Chromatin-modifying enzymes impact cell state and function. They are frequently mutated in disease, including many cancers, and present promising opportunities for therapeutic intervention. These enzymes are often found in multi-subunit complexes; over 500 chromatin-associated proteins form over 160 chromatin-modifying complexes. These complexes possess diverse enzymatic activities and binding domains and display various allosteric regulatory mechanisms. Faithful tools to elucidate relationships within and between these complexes in mammalian cells have been lacking. We developed a CRISPR-Cas9 based platform for combinatorial screening of genetic relationships, and the genetic backgrounds and cellular contexts in which they exist. The combinatorial platform termed “Big Papi” uses two orthologous Cas9 enzymes to promote independent Cas9 loading and targeting.
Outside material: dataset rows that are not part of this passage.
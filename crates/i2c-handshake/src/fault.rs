//! Fatal path shared by every unrecoverable condition.

/// Stop processing and freeze all state for a debugger.
///
/// With the `cortex-m` feature, interrupts are masked first so no completion
/// callback can touch the frozen state.
pub fn halt() -> ! {
    #[cfg(feature = "cortex-m")]
    cortex_m::interrupt::disable();

    loop {
        core::hint::spin_loop();
    }
}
The technology was validated in six cancer cell lines with two independent libraries targeting well-known synthetic lethal gene pairs. Furthermore, we demonstrate that our system is useful for bimodal applications, such as simultaneous CRISPR-activation and CRISPR cutting. Next, the Big Papi system was extended and applied to screen over 300,000 combinatorial interactions of chromatin regulators in leukemia. This identified core as well as cell type-specific synthetic lethal combinations. Overall, our findings uncover critical chromatin regulator interactions and inform synthetic lethal dependencies that can be targeted in cancer.